Se há uma coisa que funcionou em “Que Horas Ela Volta?” é o encontro dos estilos de Regina Casé, expansivo, e Anna Muylaert, todo feito de contenções.
Me parece que o filme também funciona muito bem até determinado ponto. Por exemplo, ao explorar os mesmos temas que sempre foram caros à autora: a casa, as relações de subordinação tipo patroa-empregada, o abandono, esses seres meio mortos-vivos…
E quero dar um exemplo bem claro do que vejo de feliz no filme: Casé quer comunicar algo importante à patroa. Esta caminha numa esteira e, aparentemente, ouve música. Ela não se digna a escutar o que a empregada tem a dizer. Vai concordando, vai dando bom fim de semana etc. Porque patroas acreditam ser amigas das empregadas, mas não as escutam, desconhecem seus problemas etc.
A patroa não é má, não se esforça para fazer assim, nada. A partir da entrada da menina em cena, porém, algo me incomoda. Primeiro, a patroa transita da “amizade” inconsciente para uma resistência bem consciente à presença da menina.
Certa repulsa pela presença da garota se manifesta desde que ela faz um suco para a garota.
Por que ela faz? Não entendi. Uma madame daquelas… Tanto mais que a menina não é que adote uma posição de familiaridade: com o perdão da palavra, se mostra francamente mal educada (como aliás é bem frequente entre os jovens mimados, pobres, ricos, o que seja).
Então entramos de novo na luta casa grande vs. senzala. A menina cai na piscina, dá rolo. O marido meio morto vira um sátiro amador. Etc.
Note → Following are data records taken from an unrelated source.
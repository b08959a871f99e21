// 🗄️ Record Store - In-memory collections of accounts, contacts, opportunities
//
// Insertion order is preserved for list display. No entity-specific business
// rules live here; approval and merge build on top of these primitives.

use crate::audit::Journal;
use crate::entities::{
    apply_patch, Account, Contact, EntityKind, FieldPatch, Opportunity, Record, RecordStatus,
};
use crate::error::{CrmError, CrmResult};
use crate::inbox::{EmailThread, Inbox};
use serde::{Deserialize, Serialize};
use std::collections::HashSet;
use std::fmt;

// ============================================================================
// COLLECTION
// ============================================================================

/// Ordered records of one kind, unique by id
#[derive(Debug, Clone)]
pub struct Collection<T> {
    records: Vec<T>,
    /// Ids removed by reject or merge; never handed out again
    retired: HashSet<String>,
}

impl<T: Record> Collection<T> {
    pub fn new() -> Self {
        Collection {
            records: Vec::new(),
            retired: HashSet::new(),
        }
    }

    fn position(&self, id: &str) -> Option<usize> {
        self.records.iter().position(|r| r.id() == id)
    }

    pub fn find(&self, id: &str) -> Option<&T> {
        self.records.iter().find(|r| r.id() == id)
    }

    pub fn get(&self, id: &str) -> CrmResult<&T> {
        self.find(id).ok_or_else(|| CrmError::not_found(T::KIND, id))
    }

    pub(crate) fn get_mut(&mut self, id: &str) -> CrmResult<&mut T> {
        self.records
            .iter_mut()
            .find(|r| r.id() == id)
            .ok_or_else(|| CrmError::not_found(T::KIND, id))
    }

    pub fn contains(&self, id: &str) -> bool {
        self.position(id).is_some()
    }

    pub fn is_retired(&self, id: &str) -> bool {
        self.retired.contains(id)
    }

    /// All records in insertion order
    pub fn list(&self) -> &[T] {
        &self.records
    }

    pub(crate) fn iter_mut(&mut self) -> std::slice::IterMut<'_, T> {
        self.records.iter_mut()
    }

    pub fn len(&self) -> usize {
        self.records.len()
    }

    pub fn is_empty(&self) -> bool {
        self.records.is_empty()
    }

    /// Append a new record; its id must be neither live nor retired
    pub fn insert(&mut self, record: T) -> CrmResult<()> {
        let id = record.id();
        if self.contains(id) || self.is_retired(id) {
            return Err(CrmError::DuplicateId {
                kind: T::KIND,
                id: id.to_string(),
            });
        }
        self.records.push(record);
        Ok(())
    }

    /// Apply a partial field patch to the record at `id` (all or nothing)
    pub fn upsert(&mut self, id: &str, patch: &FieldPatch) -> CrmResult<&T> {
        let record = self.get_mut(id)?;
        apply_patch(record, patch)?;
        Ok(&*record)
    }

    /// Swap in a fully prepared replacement for an existing record
    pub(crate) fn replace(&mut self, record: T) -> CrmResult<()> {
        let slot = self.get_mut(record.id())?;
        *slot = record;
        Ok(())
    }

    /// Delete the record at `id`; removing an absent id is a no-op
    pub fn remove(&mut self, id: &str) -> Option<T> {
        let index = self.position(id)?;
        self.retired.insert(id.to_string());
        Some(self.records.remove(index))
    }
}

impl<T: Record> Default for Collection<T> {
    fn default() -> Self {
        Self::new()
    }
}

// ============================================================================
// SEED DATA
// ============================================================================

/// Plain collections used to build a store (fixtures, snapshots)
#[derive(Debug, Clone, Default, Serialize, Deserialize)]
pub struct SeedData {
    #[serde(default)]
    pub accounts: Vec<Account>,
    #[serde(default)]
    pub contacts: Vec<Contact>,
    #[serde(default)]
    pub opportunities: Vec<Opportunity>,
    #[serde(default, skip_serializing_if = "Vec::is_empty")]
    pub emails: Vec<EmailThread>,
}

// ============================================================================
// INTEGRITY
// ============================================================================

#[derive(Debug, Clone, PartialEq, Eq)]
pub enum IntegrityViolation {
    /// Foreign key does not resolve to any live record
    DanglingReference {
        from: EntityKind,
        from_id: String,
        field: &'static str,
        target_id: String,
    },
    /// Canonical record points at a record still awaiting review
    ReferencesProposal {
        from: EntityKind,
        from_id: String,
        field: &'static str,
        target_id: String,
    },
}

impl fmt::Display for IntegrityViolation {
    fn fmt(&self, f: &mut fmt::Formatter<'_>) -> fmt::Result {
        match self {
            IntegrityViolation::DanglingReference { from, from_id, field, target_id } => {
                write!(f, "{} {}.{} → {} does not exist", from, from_id, field, target_id)
            }
            IntegrityViolation::ReferencesProposal { from, from_id, field, target_id } => {
                write!(f, "{} {}.{} → {} is still pending approval", from, from_id, field, target_id)
            }
        }
    }
}

// ============================================================================
// RECORD STORE
// ============================================================================

/// The three collections, the read-only inbox and the review journal.
///
/// Passed explicitly (`&mut RecordStore`) to every operation that needs it.
#[derive(Debug, Clone, Default)]
pub struct RecordStore {
    pub accounts: Collection<Account>,
    pub contacts: Collection<Contact>,
    pub opportunities: Collection<Opportunity>,
    pub inbox: Inbox,
    pub journal: Journal,
}

/// A live record holding a foreign key to some id
#[derive(Debug, Clone, PartialEq, Eq, Serialize)]
pub struct Referrer {
    pub kind: EntityKind,
    pub id: String,
    pub field: &'static str,
    pub status: RecordStatus,
}

/// Typed access from a record type to its collection in the store
pub trait Stored: Record {
    fn collection(store: &RecordStore) -> &Collection<Self>;
    fn collection_mut(store: &mut RecordStore) -> &mut Collection<Self>;
}

impl Stored for Account {
    fn collection(store: &RecordStore) -> &Collection<Self> {
        &store.accounts
    }
    fn collection_mut(store: &mut RecordStore) -> &mut Collection<Self> {
        &mut store.accounts
    }
}

impl Stored for Contact {
    fn collection(store: &RecordStore) -> &Collection<Self> {
        &store.contacts
    }
    fn collection_mut(store: &mut RecordStore) -> &mut Collection<Self> {
        &mut store.contacts
    }
}

impl Stored for Opportunity {
    fn collection(store: &RecordStore) -> &Collection<Self> {
        &store.opportunities
    }
    fn collection_mut(store: &mut RecordStore) -> &mut Collection<Self> {
        &mut store.opportunities
    }
}

impl RecordStore {
    pub fn new() -> Self {
        Self::default()
    }

    /// Build a store from seed collections, rejecting duplicate ids
    pub fn from_seed(seed: SeedData) -> CrmResult<Self> {
        let mut store = RecordStore::new();
        for account in seed.accounts {
            store.accounts.insert(account)?;
        }
        for contact in seed.contacts {
            store.contacts.insert(contact)?;
        }
        for opportunity in seed.opportunities {
            store.opportunities.insert(opportunity)?;
        }
        store.inbox = Inbox::new(seed.emails);
        Ok(store)
    }

    /// Copy the live records and the inbox out (journal and retired ids are
    /// not included)
    pub fn snapshot(&self) -> SeedData {
        SeedData {
            accounts: self.accounts.list().to_vec(),
            contacts: self.contacts.list().to_vec(),
            opportunities: self.opportunities.list().to_vec(),
            emails: self.inbox.threads().to_vec(),
        }
    }

    pub fn get<T: Stored>(&self, id: &str) -> CrmResult<&T> {
        T::collection(self).get(id)
    }

    pub fn list<T: Stored>(&self) -> &[T] {
        T::collection(self).list()
    }

    pub fn insert<T: Stored>(&mut self, record: T) -> CrmResult<()> {
        T::collection_mut(self).insert(record)
    }

    pub fn upsert<T: Stored>(&mut self, id: &str, patch: &FieldPatch) -> CrmResult<&T> {
        T::collection_mut(self).upsert(id, patch)
    }

    pub fn remove<T: Stored>(&mut self, id: &str) -> Option<T> {
        T::collection_mut(self).remove(id)
    }

    pub fn count(&self, kind: EntityKind) -> usize {
        match kind {
            EntityKind::Account => self.accounts.len(),
            EntityKind::Contact => self.contacts.len(),
            EntityKind::Opportunity => self.opportunities.len(),
        }
    }

    /// Number of records of `kind` awaiting review
    pub fn pending_count(&self, kind: EntityKind) -> usize {
        fn pending<T: Record>(records: &[T]) -> usize {
            records.iter().filter(|r| r.is_pending()).count()
        }
        match kind {
            EntityKind::Account => pending(self.accounts.list()),
            EntityKind::Contact => pending(self.contacts.list()),
            EntityKind::Opportunity => pending(self.opportunities.list()),
        }
    }

    /// Status of a live record of any kind
    pub fn status_of(&self, kind: EntityKind, id: &str) -> Option<RecordStatus> {
        match kind {
            EntityKind::Account => self.accounts.find(id).map(|r| r.status()),
            EntityKind::Contact => self.contacts.find(id).map(|r| r.status()),
            EntityKind::Opportunity => self.opportunities.find(id).map(|r| r.status()),
        }
    }

    /// Live records whose foreign keys name `kind` `id`, in list order
    pub fn referrers(&self, kind: EntityKind, id: &str) -> Vec<Referrer> {
        let mut found = Vec::new();
        collect_referrers(&mut found, self.contacts.list(), kind, id);
        collect_referrers(&mut found, self.opportunities.list(), kind, id);
        found
    }

    /// Remove a record when only its kind is known at runtime, returning
    /// its display name
    pub(crate) fn remove_kind(&mut self, kind: EntityKind, id: &str) -> Option<String> {
        match kind {
            EntityKind::Account => self.accounts.remove(id).map(|r| r.display_name()),
            EntityKind::Contact => self.contacts.remove(id).map(|r| r.display_name()),
            EntityKind::Opportunity => self.opportunities.remove(id).map(|r| r.display_name()),
        }
    }

    /// Every foreign key that is dangling or points from a canonical record
    /// into a proposal
    pub fn integrity_violations(&self) -> Vec<IntegrityViolation> {
        let mut violations = Vec::new();
        self.check_references(&mut violations, self.contacts.list());
        self.check_references(&mut violations, self.opportunities.list());
        violations
    }

    fn check_references<F: Record>(&self, violations: &mut Vec<IntegrityViolation>, records: &[F]) {
        for from in records {
            for fk in from.foreign_keys() {
                match self.status_of(fk.kind, fk.id) {
                    None => violations.push(IntegrityViolation::DanglingReference {
                        from: F::KIND,
                        from_id: from.id().to_string(),
                        field: fk.field,
                        target_id: fk.id.to_string(),
                    }),
                    Some(target) if target.is_pending() && !from.is_pending() => {
                        violations.push(IntegrityViolation::ReferencesProposal {
                            from: F::KIND,
                            from_id: from.id().to_string(),
                            field: fk.field,
                            target_id: fk.id.to_string(),
                        })
                    }
                    Some(_) => {}
                }
            }
        }
    }
}

fn collect_referrers<F: Record>(found: &mut Vec<Referrer>, records: &[F], kind: EntityKind, id: &str) {
    for record in records {
        for fk in record.foreign_keys() {
            if fk.kind == kind && fk.id == id {
                found.push(Referrer {
                    kind: F::KIND,
                    id: record.id().to_string(),
                    field: fk.field,
                    status: record.status(),
                });
            }
        }
    }
}

// ============================================================================
// TESTS
// ============================================================================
É sobretudo a promoção da patroa a uma vilã nem tão sutil assim que sinto destoar do que há de mais interessante no cinema de Muylaert: as pessoas não são más, nem perversas. São o que são.
Mais ou menos as mesmas coisas poderiam ser desenvolvidas sem sair do trilho habitual de Muylaert.
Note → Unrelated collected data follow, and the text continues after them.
/// Record kinds that can be merged, and how their retirement cascades
pub trait Mergeable: Stored {
    /// Rewrite every reference to `retired_id` in other collections.
    /// Returns the number of records rewritten.
    fn cascade(
        store: &mut RecordStore,
        retired_id: &str,
        survivor_id: &str,
        survivor_name: &str,
    ) -> usize;
}

impl Mergeable for Account {
    fn cascade(store: &mut RecordStore, retired_id: &str, survivor_id: &str, survivor_name: &str) -> usize {
        let mut rewritten = 0;
        for contact in store.contacts.iter_mut() {
            if repoint(
                &mut contact.account_id,
                &mut contact.account_name,
                retired_id,
                survivor_id,
                survivor_name,
            ) {
                rewritten += 1;
            }
        }
        for opportunity in store.opportunities.iter_mut() {
            if repoint(
                &mut opportunity.account_id,
                &mut opportunity.account_name,
                retired_id,
                survivor_id,
                survivor_name,
            ) {
                rewritten += 1;
            }
        }
        rewritten
    }
}

impl Mergeable for Contact {
    fn cascade(store: &mut RecordStore, retired_id: &str, survivor_id: &str, survivor_name: &str) -> usize {
        let mut rewritten = 0;
        for opportunity in store.opportunities.iter_mut() {
            if repoint(
                &mut opportunity.contact_id,
                &mut opportunity.contact_name,
                retired_id,
                survivor_id,
                survivor_name,
            ) {
                rewritten += 1;
            }
        }
        rewritten
    }
}

impl Mergeable for Opportunity {
    fn cascade(_: &mut RecordStore, _: &str, _: &str, _: &str) -> usize {
        0
    }
}

// ============================================================================
// PREPARE & COMMIT
// ============================================================================

/// Result of a committed merge
#[derive(Debug, Clone, PartialEq, Eq, Serialize, Deserialize)]
pub struct MergeOutcome {
    pub kind: EntityKind,
    pub retired_id: String,
    pub survivor_id: String,
    pub survivor_name: String,
    pub nested_transferred: usize,
    pub references_rewritten: usize,
}

fn check_preconditions<'a, T: Stored>(
    store: &'a RecordStore,
    source_id: &str,
    target_id: &str,
) -> CrmResult<(&'a T, &'a T)> {
    if source_id == target_id {
        return Err(CrmError::SameRecord {
            kind: T::KIND,
            id: source_id.to_string(),
        });
    }

    let source = store.get::<T>(source_id)?;
    let target = store.get::<T>(target_id)?;

    if !source.is_pending() {
        return Err(CrmError::InvalidTransition {
            kind: T::KIND,
            id: source_id.to_string(),
            status: source.status(),
        });
    }
    if !target.status().is_canonical() {
        return Err(CrmError::InvalidTransition {
            kind: T::KIND,
            id: target_id.to_string(),
            status: target.status(),
        });
    }

    Ok((source, target))
}

/// Open the merge view: check preconditions and pre-fill the form
pub fn prepare<T: Mergeable>(
    store: &RecordStore,
    source_id: &str,
    target_id: &str,
) -> CrmResult<MergePlan> {
    let (source, target) = check_preconditions::<T>(store, source_id, target_id)?;
    Ok(MergePlan::build(source, target))
}

/// Merge proposal `source_id` into canonical `target_id` using the reviewer's
/// `resolved` field values.
///
/// Keys missing from `resolved` keep the target's value; keys that are not
/// mergeable fields reject the whole merge.
pub fn commit<T: Mergeable>(
    store: &mut RecordStore,
    source_id: &str,
    target_id: &str,
    resolved: &FieldPatch,
) -> CrmResult<MergeOutcome> {
    let (source, target) = check_preconditions::<T>(store, source_id, target_id)?;

    if let Some(key) = resolved.keys().find(|k| !is_mergeable::<T>(k)) {
        return Err(unknown_field::<T>(key));
    }

    // Stage the survivor completely before touching the store
    let mut survivor = target.clone();
    for (key, value) in resolved {
        survivor.set_field(key, value)?;
    }
    survivor.refresh_initials();
    survivor.absorb_nested(source);

    let nested_transferred = source.nested_len();
    let survivor_name = survivor.display_name();

    // Infallible from here: both ids were just looked up
    T::collection_mut(store).replace(survivor)?;
    T::collection_mut(store).remove(source_id);
    let references_rewritten = T::cascade(store, source_id, target_id, &survivor_name);
    debug!(
        kind = %T::KIND,
        retired = source_id,
        survivor = target_id,
        references_rewritten,
        "cascade applied"
    );

    let outcome = MergeOutcome {
        kind: T::KIND,
        retired_id: source_id.to_string(),
        survivor_id: target_id.to_string(),
        survivor_name,
        nested_transferred,
        references_rewritten,
    };
    store.journal.record(
        ReviewAction::Merged,
        T::KIND,
        source_id,
        json!({ "outcome": &outcome, "resolved": resolved }),
    );
    info!(
        kind = %T::KIND,
        source = source_id,
        target = target_id,
        name = %outcome.survivor_name,
        "proposal merged"
    );

    Ok(outcome)
}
Estou falando, claro, de uma das melhores diretoras do cinema brasileiro na atualidade.
E colocar certas coisas em questão não significa, de modo algum diminuir seu talento.
A questão: essas concessões a um gosto mais novelístico (o rico mau, o pobre bom e inteligente e tal), à convenção, vai render um bom público?
Acho que essa é uma questão importante para Anna.